Re: Website mailing list search enhancement idea - one result per thread

From: Masahiro Ikeda <ikedamsh(at)oss(dot)nttdata(dot)com>
To: Tom Lane <tgl(at)sss(dot)pgh(dot)pa(dot)us>
Cc: Magnus Hagander <magnus(at)hagander(dot)net>, "David G(dot) Johnston" <david(dot)g(dot)johnston(at)gmail(dot)com>, PostgreSQL WWW <pgsql-www(at)lists(dot)postgresql(dot)org>
Subject: Re: Website mailing list search enhancement idea - one result per thread
Date: 2021-02-06 09:05:51
Message-ID: 55df24092b8c1ffa44f382b6f3a681df@oss.nttdata.com
Views: Raw Message | Whole Thread | Download mbox | Resend email
Thread:
Lists: pgsql-www

"David G. Johnston" <david(dot)g(dot)johnston(at)gmail(dot)com> writes:
> When searching the mailing lists in advanced search mode we have list
> filtering, timeframe filtering (pretty coarse though) and then sorting
> mode. For moderately long running threads a search term is going to
> return
> many messages from the same thread. It would desirable to ask that
> only
> threads be shown and maybe how many individual messages in that thread
> matched.

+1. I always think so.

On 2020-05-01 01:55, Tom Lane wrote:
> Magnus Hagander <magnus(at)hagander(dot)net> writes:
>> On Thu, Apr 30, 2020 at 2:17 AM Tom Lane <tgl(at)sss(dot)pgh(dot)pa(dot)us> wrote:
>>> "David G. Johnston" <david(dot)g(dot)johnston(at)gmail(dot)com> writes:
>>>> It would desirable to ask that only
>>>> threads be shown and maybe how many individual messages in that
>>>> thread
>>>> matched.
>
>>> +1, an option to do that would be handy. No idea how hard it is ...
>
>> Not having actually looked at it, probably not too hard. The hardest
>> part
>> might be bikeshedding about the color (aka user interface).
>
>> Should this replace the current interface, or do we want to make
>> something
>> like this a choice?
>
> No no, not replace. It should be an option, "aggregate into threads"
> or something like that.

Why don't you implement the following feature?
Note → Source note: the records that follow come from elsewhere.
/// Store a recipe and register it on each of its ingredients
pub async fn create_recipe(
    pool: &PgPool,
    title: &str,
    ingredients: Vec<RecipeIngredientRequirement>,
) -> Result<RecipeId> {
    let mut tx = pool.begin().await.context("Failed to begin transaction")?;

    let ingredient_ids: Vec<i64> = ingredients
        .iter()
        .map(|requirement| requirement.ingredient_id.0)
        .collect();
    let document = Json(RecipeDocument {
        ingredients,
        ..RecipeDocument::default()
    });

    let id: i64 =
        sqlx::query_scalar("INSERT INTO recipes (title, document) VALUES ($1, $2) RETURNING id")
            .bind(title)
            .bind(document)
            .fetch_one(&mut *tx)
            .await
            .context("Failed to insert recipe")?;

    sqlx::query(
        "UPDATE ingredients SET recipe_ids = array_append(recipe_ids, $1)
         WHERE id = ANY($2) AND NOT ($1 = ANY(recipe_ids))",
    )
    .bind(id)
    .bind(&ingredient_ids)
    .execute(&mut *tx)
    .await
    .context("Failed to register recipe on its ingredients")?;

    tx.commit().await.context("Failed to commit recipe")?;
    info!(recipe_id = id, title = %title, "Recipe created");
    Ok(RecipeId(id))
}

/// Postgres implementation of every collaborator
#[derive(Debug, Clone)]
pub struct PgStore {
    pool: PgPool,
    recovery: RecoveryConfig,
}

impl PgStore {
    pub fn new(pool: PgPool, recovery: RecoveryConfig) -> Self {
        Self { pool, recovery }
    }

    /// Open a pool according to `config`
    pub async fn connect(config: &EngineConfig) -> Result<Self> {
        let pool = PgPoolOptions::new()
            .max_connections(config.max_connections)
            .connect(&config.database_url)
            .await
            .context("Failed to connect to database")?;
        Ok(Self::new(pool, config.recovery.clone()))
    }

    pub fn pool(&self) -> &PgPool {
        &self.pool
    }

    /// Run `attempt_fn`, retrying the errors `retryable` accepts with backoff
    async fn with_retry<T, F, Fut>(
        &self,
        operation: &str,
        retryable: fn(&sqlx::Error) -> bool,
        mut attempt_fn: F,
    ) -> EngineResult<T>
    where
        F: FnMut() -> Fut,
        Fut: Future<Output = Result<T, sqlx::Error>>,
    {
        let mut attempt = 0;
        loop {
            match attempt_fn().await {
                Ok(value) => return Ok(value),
                Err(e) if attempt < self.recovery.max_retries && retryable(&e) => {
                    let delay = retry_delay(&self.recovery, attempt);
                    warn!(
                        operation,
                        attempt = attempt + 1,
                        delay_ms = delay.as_millis() as u64,
                        error = %e,
                        "Transient database error, retrying"
                    );
                    tokio::time::sleep(delay).await;
                    attempt += 1;
                }
                Err(e) => return Err(e.into()),
            }
        }
    }

    async fn try_load(&self, user_id: UserId) -> Result<Option<UserAggregate>, sqlx::Error> {
        let row = sqlx::query("SELECT id, email, document, version FROM users WHERE id = $1")
            .bind(user_id.0)
            .fetch_optional(&self.pool)
            .await?;
        row.map(|row| user_from_row(&row)).transpose()
    }

    async fn try_save(&self, user: &UserAggregate) -> Result<Option<i64>, sqlx::Error> {
        sqlx::query_scalar(
            "UPDATE users SET document = $1, version = version + 1, updated_at = NOW()
             WHERE id = $2 AND version = $3
             RETURNING version",
        )
        .bind(Json(UserDocument::from(user)))
        .bind(user.id.0)
        .bind(user.version)
        .fetch_optional(&self.pool)
        .await
    }

    async fn try_atomic_remove(
        &self,
        user_id: UserId,
        removal: &ListRemoval,
    ) -> Result<Option<bool>, sqlx::Error> {
        let mut tx = self.pool.begin().await?;

        let row = sqlx::query(
            "SELECT id, email, document, version FROM users WHERE id = $1 FOR UPDATE",
        )
        .bind(user_id.0)
        .fetch_optional(&mut *tx)
        .await?;
        let Some(row) = row else {
            return Ok(None);
        };
        let mut user = user_from_row(&row)?;

        let removed = removal.apply(&mut user);
        if removed > 0 {
            sqlx::query(
                "UPDATE users SET document = $1, version = version + 1, updated_at = NOW()
                 WHERE id = $2",
            )
            .bind(Json(UserDocument::from(&user)))
            .bind(user_id.0)
            .execute(&mut *tx)
            .await?;
        }
        tx.commit().await?;

        debug!(user_id = %user_id, list = removal.list_name(), removed, "Applied list removal");
        Ok(Some(removed > 0))
    }
}

fn user_from_row(row: &PgRow) -> Result<UserAggregate, sqlx::Error> {
    let Json(document): Json<UserDocument> = row.try_get("document")?;
    Ok(UserAggregate {
        id: UserId(row.try_get("id")?),
        email: row.try_get("email")?,
        saved_recipes: document.saved_recipes,
        fridge: document.fridge,
        shopping_list: document.shopping_list,
        parameters: document.parameters,
        version: row.try_get("version")?,
    })
}
//! # Recipe Recommendation Scorer
//!
//! Ranks recipes by how well they cover a set of ingredients the user has.
//!
//! Each candidate gets two coverages:
//!
//! - `list_coverage`: share of the queried ingredients the recipe uses
//! - `recipe_coverage`: share of the recipe's ingredients that were queried
//!
//! The score weighs recipe coverage much higher (0.8 against 0.2 by default),
//! so a recipe that can be cooked right away beats one that merely uses more
//! of the queried ingredients.

use chrono::{Datelike, Utc};
use std::cmp::Reverse;
use std::collections::{HashMap, HashSet};
use std::sync::Arc;
use tracing::{debug, info, warn};

use crate::collaborators::{IngredientStore, RecipeId, RecipeRecord, RecipeStore};
use crate::config::ScoringConfig;
use crate::errors::EngineResult;
use crate::quantity_algebra::IngredientId;

/// What to rank recipes against
#[derive(Debug, Clone, PartialEq, Default)]
pub struct RecommendationQuery {
    pub ingredient_ids: Vec<IngredientId>,
    /// Exclude recipes needing out-of-season ingredients that were not queried
    pub seasonal: bool,
    /// Overrides the configured candidate limit
    pub max_recipes: Option<usize>,
    /// Month (1-12) used for seasonality; defaults to the current month
    pub month: Option<u32>,
}

impl RecommendationQuery {
    pub fn new(ingredient_ids: Vec<IngredientId>) -> Self {
        Self {
            ingredient_ids,
            ..Self::default()
        }
    }

    pub fn seasonal(mut self, seasonal: bool) -> Self {
        self.seasonal = seasonal;
        self
    }

    pub fn max_recipes(mut self, max_recipes: usize) -> Self {
        self.max_recipes = Some(max_recipes);
        self
    }

    pub fn in_month(mut self, month: u32) -> Self {
        self.month = Some(month);
        self
    }
}

/// Ranked recipe
#[derive(Debug, Clone, PartialEq)]
pub struct RecipeScore {
    pub recipe_id: RecipeId,
    pub title: String,
    /// Number of queried ingredients the recipe uses
    pub matches: usize,
    /// Number of distinct ingredients in the recipe
    pub ingredient_count: usize,
    pub list_coverage: f64,
    pub recipe_coverage: f64,
    pub score: f64,
}

/// Scores recipes against queried ingredients
pub struct RecommendationScorer {
    recipes: Arc<dyn RecipeStore>,
    ingredients: Arc<dyn IngredientStore>,
    config: ScoringConfig,
}

impl RecommendationScorer {
    pub fn new(
        recipes: Arc<dyn RecipeStore>,
        ingredients: Arc<dyn IngredientStore>,
        config: ScoringConfig,
    ) -> Self {
        Self {
            recipes,
            ingredients,
            config,
        }
    }

    /// Rank recipes for `query`, best first
    ///
    /// Ties keep the order of the match counting, which itself keeps the
    /// order in which recipes were first referenced.
    pub async fn score(&self, query: &RecommendationQuery) -> EngineResult<Vec<RecipeScore>> {
        let queried = dedup_preserving_order(&query.ingredient_ids);
        if queried.is_empty() {
            return Ok(Vec::new());
        }
        let max_recipes = query.max_recipes.unwrap_or(self.config.max_recipes);

        let refs = self.ingredients.find_recipe_refs(&queried).await?;
        let candidates = count_matches(&queried, &refs, max_recipes);
        debug!(
            queried = queried.len(),
            candidates = candidates.len(),
            "Counted recipe matches"
        );
        if candidates.is_empty() {
            return Ok(Vec::new());
        }

        let candidate_ids: Vec<RecipeId> = candidates.iter().map(|(id, _)| *id).collect();
        let summaries: HashMap<RecipeId, RecipeRecord> = self
            .recipes
            .find_by_ids(&candidate_ids)
            .await?
            .into_iter()
            .map(|recipe| (recipe.id, recipe))
            .collect();

        let excluded = if query.seasonal {
            let month = query.month.unwrap_or_else(|| Utc::now().month());
            self.ingredients.find_seasonally_unavailable(month).await?
        } else {
            HashSet::new()
        };
        let queried_set: HashSet<IngredientId> = queried.iter().copied().collect();

        let mut scores = Vec::with_capacity(candidates.len());
        for (recipe_id, matches) in candidates {
            let Some(recipe) = summaries.get(&recipe_id) else {
                warn!(recipe_id = %recipe_id, "Skipping unresolved recipe");
                continue;
            };
            let ingredient_ids = recipe.ingredient_ids();
            if ingredient_ids
                .iter()
                .any(|id| excluded.contains(id) && !queried_set.contains(id))
            {
                debug!(recipe_id = %recipe_id, "Excluding out-of-season recipe");
                continue;
            }
            scores.push(self.score_recipe(recipe, matches, ingredient_ids.len(), queried.len()));
        }

        scores.sort_by(|a, b| b.score.total_cmp(&a.score));
        info!(
            queried = queried.len(),
            ranked = scores.len(),
            seasonal = query.seasonal,
            "Ranked recipes by ingredient coverage"
        );
        Ok(scores)
    }

    fn score_recipe(
        &self,
        recipe: &RecipeRecord,
        matches: usize,
        ingredient_count: usize,
        queried_count: usize,
    ) -> RecipeScore {
        let list_coverage = coverage(matches, queried_count);
        let recipe_coverage = coverage(matches, ingredient_count);
        RecipeScore {
            recipe_id: recipe.id,
            title: recipe.title.clone(),
            matches,
            ingredient_count,
            list_coverage,
            recipe_coverage,
            score: self.config.list_coverage_weight * list_coverage
                + self.config.recipe_coverage_weight * recipe_coverage,
        }
    }
}

fn dedup_preserving_order(ids: &[IngredientId]) -> Vec<IngredientId> {
    let mut seen = HashSet::new();
    ids.iter().copied().filter(|id| seen.insert(*id)).collect()
}

/// Count, per recipe, how many queried ingredients reference it, and keep the
/// `limit` best counts in first-referenced order
fn count_matches(
    queried: &[IngredientId],
    refs: &HashMap<IngredientId, Vec<RecipeId>>,
    limit: usize,
) -> Vec<(RecipeId, usize)> {
    let mut counts: Vec<(RecipeId, usize)> = Vec::new();
    let mut positions: HashMap<RecipeId, usize> = HashMap::new();

    for ingredient_id in queried {
        let Some(recipe_ids) = refs.get(ingredient_id) else {
            continue;
        };
        let mut seen = HashSet::new();
        for recipe_id in recipe_ids.iter().copied().filter(|id| seen.insert(*id)) {
            let position = *positions.entry(recipe_id).or_insert_with(|| {
                counts.push((recipe_id, 0));
                counts.len() - 1
            });
            counts[position].1 += 1;
        }
    }

    counts.sort_by_key(|(_, count)| Reverse(*count));
    counts.truncate(limit);
    counts
}

/// `part / whole` clamped to `[0, 1]`, zero when `whole` is zero
fn coverage(part: usize, whole: usize) -> f64 {
    if whole == 0 {
        return 0.0;
    }
    (part as f64 / whole as f64).min(1.0)
}
//! # Per-User Lock Registry
//!
//! Serializes reconciliation cycles of one user while letting different
//! users proceed concurrently.

use std::collections::HashMap;
use std::sync::{Arc, Mutex, PoisonError};
use tokio::sync::{Mutex as AsyncMutex, OwnedMutexGuard};
use tracing::debug;

use crate::collaborators::UserId;

/// Registry of per-user async mutexes
///
/// A lock handle is created on first request for a user and reused for every
/// later request. Handles nobody holds any more can be dropped with
/// [`UserLocks::prune`].
///
/// # Thread Safety
///
/// The registry map is behind a short-lived `std::sync::Mutex`; the returned
/// guards are `tokio` guards that may be held across `.await` points.
#[derive(Debug, Default)]
pub struct UserLocks {
    locks: Mutex<HashMap<UserId, Arc<AsyncMutex<()>>>>,
}

impl UserLocks {
    pub fn new() -> Self {
        Self::default()
    }

    fn handle(&self, user_id: UserId) -> Arc<AsyncMutex<()>> {
        let mut locks = self.locks.lock().unwrap_or_else(PoisonError::into_inner);
        Arc::clone(locks.entry(user_id).or_default())
    }

    /// Wait for exclusive access to `user_id`
    ///
    /// The access lasts until the returned guard is dropped.
    pub async fn acquire(&self, user_id: UserId) -> OwnedMutexGuard<()> {
        let handle = self.handle(user_id);
        debug!(user_id = %user_id, "Waiting for user lock");
        handle.lock_owned().await
    }

    /// Drop handles that are neither held nor awaited
    pub fn prune(&self) {
        let mut locks = self.locks.lock().unwrap_or_else(PoisonError::into_inner);
        let before = locks.len();
        locks.retain(|_, handle| Arc::strong_count(handle) > 1);
        let pruned = before - locks.len();
        if pruned > 0 {
            debug!(pruned, "Pruned idle user locks");
        }
    }

    /// Number of registered handles
    pub fn len(&self) -> usize {
        self.locks.lock().unwrap_or_else(PoisonError::into_inner).len()
    }

    pub fn is_empty(&self) -> bool {
        self.len() == 0
    }
}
(1) add an option on the advanced search page.

I agree with the idea to add the option to aggregate into threads
on the advanced search page.

I attached the image("add_option_to_aggregate_into_threads.png").
What do you think?

(2) change the message's URLs on the result pages if the option is
checked.

I think it's better to change the message's URLs to flatted ones on
result pages
if the messages are aggregated into threads because users want to access
the
discussion pages not per messages but per threads directly.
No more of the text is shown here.